第83話 想い出のアルバム2(鈴華視点)

「紅茶入れるね.」

ケーキを買って帰宅した後で.茉奈ちゃんがそう言った……


「……大丈夫よ.私がするわ.」

危ない気がした.


「何その目,雀と同じような目するじゃん.」

私は知っている.こう言うので何故か茉奈ちゃんは失敗する.


「火傷してもらいたくないわ.」


「馬鹿にしてるよね,鈴華」


馬鹿にしてない.心配してる.

「してないわ,保険よ.それに,アルバムを用意しておいて欲しいわ.」


「それなら良いけどさ.」

不満そうだった.


そんな事でお湯を取りに行ったが,途中で携帯が震えた.

雀君からのメッセージだった.

『ペンギンのストラップ要りますか?』


そう言えば,そんな話もしたかしら?何処に行ってるのかしら?まあいいわ.

『要るわ,お揃いで二つ.」

恋人はお揃いのものを持つらしいと聞いた.


『……分かりました.二つですね.』

少し嫌そうだった.まあ,雀君は恥ずかしいとか言いそうだ.良く分からない,でもとりあえずその様子を見るために携帯にでもつけて貰おう.それにしてもだ.


『聞かないでサプライズでも良いのよ.』

プレゼントはサプライズが良いのでは無いかしら.


『いや,自分のセンスとか信じてないので,無理ですよ.』

確かに,雀くんはセンスが良いとは思えない.


『まあ良いわ.ありがとう.』

買ってきてくれるだけ嬉しいわ.

そんなやり取りをしていたせいで紅茶を淹れるのに時間が少しかかってしまった.


茉奈ちゃんの部屋に戻ると退屈そうに待っていた.

「遅かったね.こっちは準備出来たよ.鈴華.」

茉奈は,そう言ってこっちを睨んでいた.


「申し訳ないわ.」

どんだけケーキを食べたいのだろうか?いや,そっちのほうが育つのかしら?分からないわ.


「あっ.先に行っておくけどさ,中学時代の雀君はちょっと姿が違う時期があるからね.」


「じゃあ,今の姿は高校生デビューかしら?」

意外だ,そう言うのするタイプとは思えなかった.


「それも,違うんだけどね.正確に言えば途中まで違うの見た目.ほら,これ中1の後半からかな?」

茉奈は,適当にページを捲りまくり,指さした.そこには,雀くん?がいた.


「……なんでこんなに髪の毛ぼさぼさでダルそうなの雀君は,それに眼鏡?今もどっちかというと適当なほうだけど,流石におかしいわね.」

可笑しい.雀くんは気にするほうではないが,最低限はしている.相手に気を使わせないはずだわ.なのにこれは,わざわざ嫌われるような見た目にしている.

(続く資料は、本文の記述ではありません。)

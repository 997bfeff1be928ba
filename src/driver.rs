//! Sharded batch driver.
//!
//! The batch is cut into `workers` contiguous shards. Each shard runs on its
//! own rayon worker with its own [`QueryCache`]; shard results are
//! concatenated back in input order. A failing sample never aborts the
//! batch: it is reported as an empty record carrying a diagnostic.

use rayon::prelude::*;
use serde::Serialize;
use std::sync::Arc;

use crate::config::{KeywordOverrides, MapperConfig};
use crate::error::{ConfigError, PipelineError};
use crate::input::Sample;
use crate::ontology::OntologySet;
use crate::output::{PostProcessor, SampleOutput};
use crate::pipeline::{CacheStats, Pipeline, PipelineResult, QueryCache};
use crate::resources::Resources;

/// Aggregate counts for one batch
#[derive(Debug, Clone, Copy, Default, PartialEq, Eq, Serialize)]
pub struct BatchReport {
    pub samples: usize,
    /// Samples whose pipeline run failed
    pub failed: usize,
    /// Samples that mapped to no ontology term
    pub zero_match: usize,
    pub cache_hits: u64,
    pub cache_misses: u64,
}

#[derive(Debug, Clone, Default)]
pub struct BatchOutput {
    /// One record per input sample, in input order
    pub outputs: Vec<SampleOutput>,
    pub report: BatchReport,
}

pub struct Driver {
    pipeline: Pipeline,
    post: PostProcessor,
    workers: usize,
}

impl Driver {
    pub fn new(pipeline: Pipeline, post: PostProcessor, workers: usize) -> Self {
        Self {
            pipeline,
            post,
            workers: workers.max(1),
        }
    }

    /// Build the standard pipeline from configuration. Keyword overrides are
    /// merged into the resources first, so they take part in the pipeline
    /// fingerprint.
    pub fn from_config(
        config: &MapperConfig,
        ontologies: Arc<OntologySet>,
        mut resources: Resources,
        overrides: Option<&KeywordOverrides>,
    ) -> Result<Self, ConfigError> {
        config.validate()?;
        if let Some(overrides) = overrides {
            resources.apply_keyword_overrides(overrides);
            tracing::info!(keywords = overrides.len(), "applied keyword overrides");
        }
        let pipeline = Pipeline::standard(&config.pipeline, ontologies, Arc::new(resources))?;
        Ok(Self::new(
            pipeline,
            PostProcessor::from_config(config),
            config.workers,
        ))
    }

    pub fn pipeline(&self) -> &Pipeline {
        &self.pipeline
    }

    pub fn workers(&self) -> usize {
        self.workers
    }

    /// Map a batch of samples
    pub fn run(&self, samples: &[Sample]) -> BatchOutput {
        tracing::info!(
            samples = samples.len(),
            workers = self.workers,
            fingerprint = %self.pipeline.fingerprint(),
            "mapping batch"
        );

        let (results, stats) = if self.workers == 1 || samples.len() <= 1 {
            self.run_shard(samples)
        } else {
            self.run_sharded(samples)
        };

        let mut report = BatchReport {
            samples: samples.len(),
            cache_hits: stats.hits,
            cache_misses: stats.misses,
            ..BatchReport::default()
        };
        let outputs: Vec<SampleOutput> = samples
            .iter()
            .zip(results)
            .map(|(sample, result)| match result {
                Ok(result) => self.post.process(result, self.pipeline.ontologies()),
                Err(err) => {
                    tracing::warn!(accession = ?sample.accession, error = %err, "sample mapping failed");
                    SampleOutput::failed(sample.accession.clone(), err.to_string())
                }
            })
            .collect();

        for output in &outputs {
            if output.is_failed() {
                report.failed += 1;
            } else if output.mapped_terms.is_empty() {
                report.zero_match += 1;
            }
        }

        tracing::info!(
            samples = report.samples,
            failed = report.failed,
            zero_match = report.zero_match,
            cache_hits = report.cache_hits,
            cache_misses = report.cache_misses,
            "batch finished"
        );
        BatchOutput { outputs, report }
    }

    fn run_shard(&self, shard: &[Sample]) -> (Vec<Result<PipelineResult, PipelineError>>, CacheStats) {
        let mut cache = QueryCache::new();
        let results = self.pipeline.run_multiple(shard, &mut cache);
        (results, cache.stats())
    }

    fn run_sharded(&self, samples: &[Sample]) -> (Vec<Result<PipelineResult, PipelineError>>, CacheStats) {
        let pool = match rayon::ThreadPoolBuilder::new()
            .num_threads(self.workers)
            .build()
        {
            Ok(pool) => pool,
            Err(err) => {
                tracing::warn!(error = %err, "failed to build worker pool, mapping sequentially");
                return self.run_shard(samples);
            }
        };

        let shard_size = samples.len().div_ceil(self.workers).max(1);
        let shards: Vec<_> = pool.install(|| {
            samples
                .par_chunks(shard_size)
                .map(|shard| self.run_shard(shard))
                .collect()
        });

        let mut results = Vec::with_capacity(samples.len());
        let mut stats = CacheStats::default();
        for (shard_results, shard_stats) in shards {
            results.extend(shard_results);
            stats = stats.merge(shard_stats);
        }
        (results, stats)
    }
}
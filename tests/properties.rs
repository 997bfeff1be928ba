//! Property tests over randomly composed samples

mod helpers;

use std::collections::BTreeSet;
use std::sync::Arc;

use proptest::prelude::*;

use biosample_mapper::ontology::{OntologyGraph, Relation, Term};
use biosample_mapper::pipeline::QueryCache;
use biosample_mapper::{MatchMethod, OntologySet, Pipeline, PipelineConfig, Resources, Sample};
use helpers::{builtin_driver, fixture_ontologies, KEYS, VALUES};

fn arb_sample() -> impl Strategy<Value = Sample> {
    prop::collection::vec((0..KEYS.len(), 0..VALUES.len()), 0..5).prop_map(|picks| {
        Sample::new(
            Some("SAMN00000001"),
            picks.into_iter().map(|(k, v)| (KEYS[k], VALUES[v])),
        )
    })
}

fn arb_short_value() -> impl Strategy<Value = String> {
    prop::collection::vec("[a-d]{1,4}", 1..4).prop_map(|words| words.join(" "))
}

proptest! {
    #![proptest_config(ProptestConfig::with_cases(48))]

    #[test]
    fn mapping_is_idempotent(sample in arb_sample()) {
        let driver = builtin_driver(1);
        let pipeline = driver.pipeline();

        let fresh = pipeline.run(&sample, &mut QueryCache::new()).unwrap();
        let mut cache = QueryCache::new();
        let first = pipeline.run(&sample, &mut cache).unwrap();
        let cached = pipeline.run(&sample, &mut cache).unwrap();

        prop_assert_eq!(&fresh, &first);
        prop_assert_eq!(&first, &cached);
    }

    #[test]
    fn closure_is_monotonic_and_reachable(sample in arb_sample()) {
        let driver = builtin_driver(1);
        let ontologies = fixture_ontologies();
        let output = driver.run(std::slice::from_ref(&sample)).outputs.remove(0);

        let raw: BTreeSet<&str> = output.term_ids();
        let closure: BTreeSet<&str> = output.supertype_closure.iter().map(|t| t.as_str()).collect();
        prop_assert!(raw.is_subset(&closure));

        let hierarchical = Relation::hierarchical();
        for term in &closure {
            let reachable = raw.iter().any(|r| {
                ontologies.recursive_relationship(r, &hierarchical).contains(*term)
            });
            prop_assert!(reachable, "{} not reachable from {:?}", term, raw);
        }
    }

    #[test]
    fn contained_match_is_never_ancestor_of_container(sample in arb_sample()) {
        let driver = builtin_driver(1);
        let ontologies = driver.pipeline().ontologies();
        let result = driver.pipeline().run(&sample, &mut QueryCache::new()).unwrap();

        let text: Vec<_> = result.matches.iter().filter(|m| !m.is_consequent).collect();
        for outer in &text {
            for inner in &text {
                if outer.strictly_contains(inner) {
                    prop_assert!(!ontologies.is_strict_ancestor(&inner.term_id, &outer.term_id));
                }
            }
        }
    }

    #[test]
    fn short_spans_never_match(value in arb_short_value()) {
        let cl = OntologyGraph::new(
            "CL",
            vec![
                Term::new("CL:1", "a"),
                Term::new("CL:2", "ab"),
                Term::new("CL:3", "abc"),
                Term::new("CL:4", "abcd"),
                Term::new("CL:5", "abcd a"),
            ],
        )
        .unwrap();
        let config = PipelineConfig {
            exact_ontology_ids: vec!["CL".to_string()],
            exact_query_len_thresh: 7,
            fuzzy_query_len_thresh: 7,
            fuzzy_distance_threshold: 0.5,
            ..PipelineConfig::default()
        };
        let pipeline = Pipeline::standard(
            &config,
            Arc::new(OntologySet::new(vec![cl])),
            Arc::new(Resources::default()),
        )
        .unwrap();

        let sample = Sample::new(None, [("cell type", value.as_str())]);
        let result = pipeline.run(&sample, &mut QueryCache::new()).unwrap();
        for m in &result.matches {
            prop_assert!(
                !matches!(m.method, MatchMethod::Exact | MatchMethod::Synonym | MatchMethod::Fuzzy)
                    || m.matched_text.chars().count() >= 7,
                "{:?} matched below threshold",
                m
            );
        }
    }

    #[test]
    fn worker_count_does_not_change_results(
        samples in prop::collection::vec(arb_sample(), 0..12),
        workers in 1usize..6,
    ) {
        let sequential = builtin_driver(1).run(&samples);
        let sharded = builtin_driver(workers).run(&samples);
        prop_assert_eq!(sequential.outputs, sharded.outputs);
    }
}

「いや,これには事情があるのよ.私も後から知ったんだけどさ,自慢じゃないからね.」

茉奈ちゃんがそう言ったので


「うざ」

そう答えた.これは,雀ゼミで出たところだ.


「えっ,急に,辛辣.」


「雀君に習ったわ.」

成果が出た.


「……昔,雀君の幼馴染の人が死ぬほどモテていたらしくて,雀は,その手の類の人に友達になろうとか,恨まれていて……」

なるほど,茉奈ちゃんのせいか.


「ああ,なるほど.絶対にあり得ないだろう見た目にすることで,そう言うのから逃れようとしてたのかしら.」

雀君は,そういうことをするかしないかって言われたらする気もするけど.


「うん,だから,一時期,凄い死にそうな見た目してるんだよね.心配になったもん.」

茉奈ちゃんが心配している時点で多分失敗していたわね多分.


「ああ,なるほど,彼氏が出来て元に戻ったとわけね.」


「うん,ちょうど,修学旅行の辺りまでかな?あっ,そう言えば修学旅行は同じ日に同じ場所じゃ無かった.」

話が急に変わった.同じ場所?


「学校が違うわよ.」

中学は違う学校だ.


「いや,そうだけどさ,確か.」

茉奈ちゃんがアホになったわけでわなわね.……あっ


「……あっ.いや,そう言えばあった気がするわ.雀の中学校の生徒とあった気がするわ.」

あの頃は,面倒な事に巻き込まれていたし,よく覚えてないけど,そんなことが会った気がする.

茉奈が固まっていた.それから,

「うん?待って,いや,まさかね.」

そう言って笑っていた.


「どうしたのかしら.」


「いや,雀も他の学校の人に会ったって言ってたから.」


雀が,でもそれだったら私に言いそうなものだしな……

「そんなこと言ってなかったわよ.私の中学の生徒と会ったら.……いや,雀くんが忘れてるのかしら.」

雀くんは忘れているかもしれない.


「いや,鈴華もだよ.覚えてないの?」

茉奈ちゃんの言葉はその通りだが,覚えていない.何で会ったかも覚えていない.


「覚えてないわよ…….家に帰るわ一回.」

一つ,思い出した.


「急にどうしたの?鈴華ちゃん.」


「もしかしたら,卒アルに載ってるかも知れないわ.」

写真を撮った気がする.もしかしたら,写真があるかも知れない.


「確かにそうね,とりあえずケーキは冷蔵庫に閉まっとくね.」

茉奈ちゃんは,そう言って冷蔵庫にケーキを運ぶ準備をしていた.優しいわね.


「お願いするわ.少し行ってくる.」

私は家に卒アルを取りに戻った.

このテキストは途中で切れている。